Figure 3.

Hepatic macrophages from NLRP3- and caspase-1/11-deficient mice exhibit increased intracellular production of reactive oxygen species (ROS) and nitric oxide. Intrahepatic leukocytes from infected and uninfected controls from wild type (WT), nlrp3−/−, and caspase-1/11−/− mice were stimulated with PMA and ionomycin.

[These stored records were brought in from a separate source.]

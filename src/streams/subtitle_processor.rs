//! Subtitle stream selection

use tracing::trace;

use crate::domain::model::{SelectionConfig, Stream};
use crate::language::LanguageCode;
use crate::streams::map_args;

/// Decide which subtitle streams to keep.
///
/// With `subs_drop_local` and neither keep flag, nothing is kept. Otherwise
/// commentary/SDH is dropped unless requested, `keep_all_subtitles` keeps
/// the rest, `keep_local_subtitles` keeps `und` and kept-language streams,
/// and by default kept-language subtitles survive only when the original
/// language is not one the user wants to hear.
///
/// Only explicitly tagged streams take part in the language rules.
pub fn select_subtitles(
    streams: &[Stream],
    config: &SelectionConfig,
    original_language: Option<&LanguageCode>,
) -> Vec<String> {
    let mut args = Vec::new();

    if config.subs_drop_local && !config.keep_all_subtitles && !config.keep_local_subtitles {
        trace!("PROCESS SUBTITLES: Dropping all subtitle streams");
        return args;
    }

    let languages = &config.keep_languages;
    let original_is_wanted = original_language.is_some_and(|orig| languages.contains(orig));

    for stream in streams {
        if !config.keep_commentary && stream.is_commentary() {
            trace!("PROCESS SUBTITLES: Remove stream #{} [commentary]", stream.index);
            continue;
        }

        if config.keep_all_subtitles {
            args.extend(map_args(stream.index));
            continue;
        }

        if stream.language_tag().is_some() {
            let local = stream.is_undetermined()
                || stream
                    .language_code()
                    .is_some_and(|code| languages.contains(&code));

            if config.keep_local_subtitles && local {
                trace!("PROCESS SUBTITLES: Keep stream #{} (local language)", stream.index);
                args.extend(map_args(stream.index));
                continue;
            }

            if !config.subs_drop_local && !languages.is_empty() && !original_is_wanted && local {
                trace!("PROCESS SUBTITLES: Keep stream #{} (original language)", stream.index);
                args.extend(map_args(stream.index));
                continue;
            }
        }

        trace!("PROCESS SUBTITLES: Remove stream #{}", stream.index);
    }

    trace!("PROCESS SUBTITLES: {:?}", args);
    args
}

#[cfg(test)]
mod tests {
    use super::*;
    use crate::domain::model::CodecType;
    use crate::streams::mapped_indices;

    fn lang(code: &str) -> LanguageCode {
        LanguageCode::parse(code).unwrap()
    }

    fn sub(index: usize, language: &str) -> Stream {
        Stream::new(index, CodecType::Subtitle, "subrip").with_language(language)
    }

    #[test]
    fn drop_local_without_keep_flags_drops_everything() {
        let config = SelectionConfig {
            subs_drop_local: true,
            ..SelectionConfig::default()
        };
        let streams = vec![
            sub(2, "eng"),
            sub(3, "und"),
            Stream::new(4, CodecType::Subtitle, "ass"),
            sub(5, "eng").with_title("Forced"),
        ];

        for original in [None, Some(lang("ja")), Some(lang("en"))] {
            assert!(select_subtitles(&streams, &config, original.as_ref()).is_empty());
        }
    }

    #[test]
    fn default_drops_local_subs_when_original_is_wanted() {
        let streams = vec![sub(3, "eng")];
        let args = select_subtitles(&streams, &SelectionConfig::default(), Some(&lang("en")));
        assert!(args.is_empty());
    }

    #[test]
    fn default_keeps_local_subs_for_foreign_original() {
        let streams = vec![sub(3, "eng"), sub(4, "und"), sub(5, "jpn")];
        let args = select_subtitles(&streams, &SelectionConfig::default(), Some(&lang("ja")));
        assert_eq!(mapped_indices(&args), vec![3, 4]);
    }

    #[test]
    fn unresolved_original_keeps_local_subs() {
        let streams = vec![sub(3, "eng"), sub(4, "fre")];
        let args = select_subtitles(&streams, &SelectionConfig::default(), None);
        assert_eq!(mapped_indices(&args), vec![3]);
    }

    #[test]
    fn keep_all_keeps_everything_but_commentary() {
        let config = SelectionConfig {
            keep_all_subtitles: true,
            subs_drop_local: true,
            ..SelectionConfig::default()
        };
        let streams = vec![
            sub(3, "eng"),
            sub(4, "fre"),
            Stream::new(5, CodecType::Subtitle, "ass"),
            sub(6, "eng").with_title("SDH"),
        ];
        let args = select_subtitles(&streams, &config, Some(&lang("en")));
        assert_eq!(mapped_indices(&args), vec![3, 4, 5]);
    }

    #[test]
    fn keep_local_keeps_wanted_languages_regardless_of_original() {
        let config = SelectionConfig {
            keep_local_subtitles: true,
            ..SelectionConfig::default()
        };
        let streams = vec![sub(3, "eng"), sub(4, "und"), sub(5, "fre")];
        let args = select_subtitles(&streams, &config, Some(&lang("en")));
        assert_eq!(mapped_indices(&args), vec![3, 4]);
    }

    #[test]
    fn commentary_subtitles_need_keep_commentary() {
        let streams = vec![sub(3, "eng").with_title("Commentary")];
        let config = SelectionConfig {
            keep_local_subtitles: true,
            ..SelectionConfig::default()
        };
        assert!(select_subtitles(&streams, &config, None).is_empty());

        let config = SelectionConfig {
            keep_local_subtitles: true,
            keep_commentary: true,
            ..SelectionConfig::default()
        };
        assert_eq!(mapped_indices(&select_subtitles(&streams, &config, None)), vec![3]);
    }

    #[test]
    fn untagged_subtitles_only_survive_keep_all() {
        let streams = vec![Stream::new(3, CodecType::Subtitle, "subrip")];
        let args = select_subtitles(&streams, &SelectionConfig::default(), Some(&lang("ja")));
        assert!(args.is_empty());
    }
}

ROS were detected within cells by labeling with the oxidation-sensitive dye H2DCFDA and NO was measured using DAF-FM as described in Section “Materials and Methods.” Then, cells were stained with anti-F4/80. (A) Representative dot plots and (B) absolute number of ROS+F4/80+ intrahepatic cells from WT, nlrp3−/−, and caspase-1/11−/− mice. (C) Representative dot plots and (D) absolute number of hepatic NO+F4/80+ cells from WT, nlrp3−/−, and caspase-1/11−/− mice measured by flow cytometry. Gate strategy is depicted in Figure S1 in Supplementary Material. Data are shown as mean ± SEM from one of three representative experiments; n = 3–6 mice per group. Statistical significance was evaluated by two-way ANOVA followed by Bonferroni post hoc test. *p < 0.05; **p < 0.01; ***p < 0.001.